[Stored items]
▬▬▬▬▬▬▬▬▬▬

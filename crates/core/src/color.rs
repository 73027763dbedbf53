//! Straight-alpha RGBA colors and the conversions the drawing surfaces need.
//!
//! Components are `f64` in [0, 1]. Colors parse from hex (`#rrggbb` or
//! `#rrggbbaa`) and format as CSS `rgba(...)` strings for the browser canvas.

use crate::error::EngineError;
use serde::{Deserialize, Serialize};

/// A color with straight (non-premultiplied) alpha.
#[derive(Debug, Clone, Copy, PartialEq, Serialize, Deserialize)]
pub struct Rgba {
    pub r: f64,
    pub g: f64,
    pub b: f64,
    pub a: f64,
}

impl Rgba {
    /// Gold (`rgb(255, 215, 0)`), the default particle hue.
    pub const GOLD: Rgba = Rgba::opaque(1.0, 215.0 / 255.0, 0.0);

    /// Fully transparent black.
    pub const TRANSPARENT: Rgba = Rgba {
        r: 0.0,
        g: 0.0,
        b: 0.0,
        a: 0.0,
    };

    /// An opaque color from its channels.
    pub const fn opaque(r: f64, g: f64, b: f64) -> Self {
        Self { r, g, b, a: 1.0 }
    }

    /// Parses `#rrggbb` or `#rrggbbaa` (the `#` is optional, case insensitive).
    ///
    /// Returns `EngineError::InvalidColor` for any other shape.
    pub fn from_hex(hex: &str) -> Result<Self, EngineError> {
        let hex = hex.strip_prefix('#').unwrap_or(hex);
        if hex.len() != 6 && hex.len() != 8 {
            return Err(EngineError::InvalidColor(format!(
                "expected 6 or 8 hex digits, got {}",
                hex.len()
            )));
        }
        let channel = |range: std::ops::Range<usize>, name: &str| {
            hex.get(range)
                .ok_or_else(|| EngineError::InvalidColor(format!("non-ascii {name} component")))
                .and_then(|s| {
                    u8::from_str_radix(s, 16).map_err(|e| {
                        EngineError::InvalidColor(format!("invalid {name} component: {e}"))
                    })
                })
                .map(|v| v as f64 / 255.0)
        };
        let r = channel(0..2, "red")?;
        let g = channel(2..4, "green")?;
        let b = channel(4..6, "blue")?;
        let a = if hex.len() == 8 {
            channel(6..8, "alpha")?
        } else {
            1.0
        };
        Ok(Self { r, g, b, a })
    }

    /// Same color with alpha replaced (clamped to [0, 1]).
    pub fn with_alpha(self, a: f64) -> Self {
        Self {
            a: a.clamp(0.0, 1.0),
            ..self
        }
    }

    /// Formats as `#rrggbb`, dropping alpha.
    pub fn to_hex(self) -> String {
        let [r, g, b, _] = self.to_rgba8();
        format!("#{r:02x}{g:02x}{b:02x}")
    }

    /// Formats as a CSS color, e.g. `rgba(255, 215, 0, 0.35)`.
    pub fn to_css(self) -> String {
        let [r, g, b, _] = self.to_rgba8();
        let a = (self.a.clamp(0.0, 1.0) * 1000.0).round() / 1000.0;
        format!("rgba({r}, {g}, {b}, {a})")
    }

    /// Quantizes to 8-bit channels with rounding.
    pub fn to_rgba8(self) -> [u8; 4] {
        let q = |c: f64| (c.clamp(0.0, 1.0) * 255.0).round() as u8;
        [q(self.r), q(self.g), q(self.b), q(self.a)]
    }

    /// Component-wise linear interpolation, `t` clamped to [0, 1].
    pub fn lerp(self, other: Rgba, t: f64) -> Rgba {
        let t = t.clamp(0.0, 1.0);
        let mix = |a: f64, b: f64| a + (b - a) * t;
        Rgba {
            r: mix(self.r, other.r),
            g: mix(self.g, other.g),
            b: mix(self.b, other.b),
            a: mix(self.a, other.a),
        }
    }
}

▬▬▬▬▬▬▬▬▬▬

The response should consist of all the entries, reproduced word for word.

RESULT FOR THIS TASK:
filename crates/core/src/color.rs
repository 73027763dbedbf53
//! Straight-alpha RGBA colors and the conversions the drawing surfaces need.
//!
//! Components are `f64` in [0, 1]. Colors parse from hex (`#rrggbb` or
//! `#rrggbbaa`) and format as CSS `rgba(...)` strings for the browser canvas.

use crate::error::EngineError;
use serde::{Deserialize, Serialize};

/// A color with straight (non-premultiplied) alpha.
#[derive(Debug, Clone, Copy, PartialEq, Serialize, Deserialize)]
pub struct Rgba {
    pub r: f64,
    pub g: f64,
    pub b: f64,
    pub a: f64,
}

impl Rgba {
    /// Gold (`rgb(255, 215, 0)`), the default particle hue.
    pub const GOLD: Rgba = Rgba::opaque(1.0, 215.0 / 255.0, 0.0);

    /// Fully transparent black.
    pub const TRANSPARENT: Rgba = Rgba {
        r: 0.0,
        g: 0.0,
        b: 0.0,
        a: 0.0,
    };

    /// An opaque color from its channels.
    pub const fn opaque(r: f64, g: f64, b: f64) -> Self {
        Self { r, g, b, a: 1.0 }
    }

    /// Parses `#rrggbb` or `#rrggbbaa` (the `#` is optional, case insensitive).
    ///
    /// Returns `EngineError::InvalidColor` for any other shape.
    pub fn from_hex(hex: &str) -> Result<Self, EngineError> {
        let hex = hex.strip_prefix('#').unwrap_or(hex);
        if hex.len() != 6 && hex.len() != 8 {
            return Err(EngineError::InvalidColor(format!(
                "expected 6 or 8 hex digits, got {}",
                hex.len()
            )));
        }
        let channel = |range: std::ops::Range<usize>, name: &str| {
            hex.get(range)
                .ok_or_else(|| EngineError::InvalidColor(format!("non-ascii {name} component")))
                .and_then(|s| {
                    u8::from_str_radix(s, 16).map_err(|e| {
                        EngineError::InvalidColor(format!("invalid {name} component: {e}"))
                    })
                })
                .map(|v| v as f64 / 255.0)
        };
        let r = channel(0..2, "red")?;
        let g = channel(2..4, "green")?;
        let b = channel(4..6, "blue")?;
        let a = if hex.len() == 8 {
            channel(6..8, "alpha")?
        } else {
            1.0
        };
        Ok(Self { r, g, b, a })
    }

    /// Same color with alpha replaced (clamped to [0, 1]).
    pub fn with_alpha(self, a: f64) -> Self {
        Self {
            a: a.clamp(0.0, 1.0),
            ..self
        }
    }

    /// Formats as `#rrggbb`, dropping alpha.
    pub fn to_hex(self) -> String {
        let [r, g, b, _] = self.to_rgba8();
        format!("#{r:02x}{g:02x}{b:02x}")
    }

    /// Formats as a CSS color, e.g. `rgba(255, 215, 0, 0.35)`.
    pub fn to_css(self) -> String {
        let [r, g, b, _] = self.to_rgba8();
        let a = (self.a.clamp(0.0, 1.0) * 1000.0).round() / 1000.0;
        format!("rgba({r}, {g}, {b}, {a})")
    }

    /// Quantizes to 8-bit channels with rounding.
    pub fn to_rgba8(self) -> [u8; 4] {
        let q = |c: f64| (c.clamp(0.0, 1.0) * 255.0).round() as u8;
        [q(self.r), q(self.g), q(self.b), q(self.a)]
    }

    /// Component-wise linear interpolation, `t` clamped to [0, 1].
    pub fn lerp(self, other: Rgba, t: f64) -> Rgba {
        let t = t.clamp(0.0, 1.0);
        let mix = |a: f64, b: f64| a + (b - a) * t;
        Rgba {
            r: mix(self.r, other.r),
            g: mix(self.g, other.g),
            b: mix(self.b, other.b),
            a: mix(self.a, other.a),
        }
    }
}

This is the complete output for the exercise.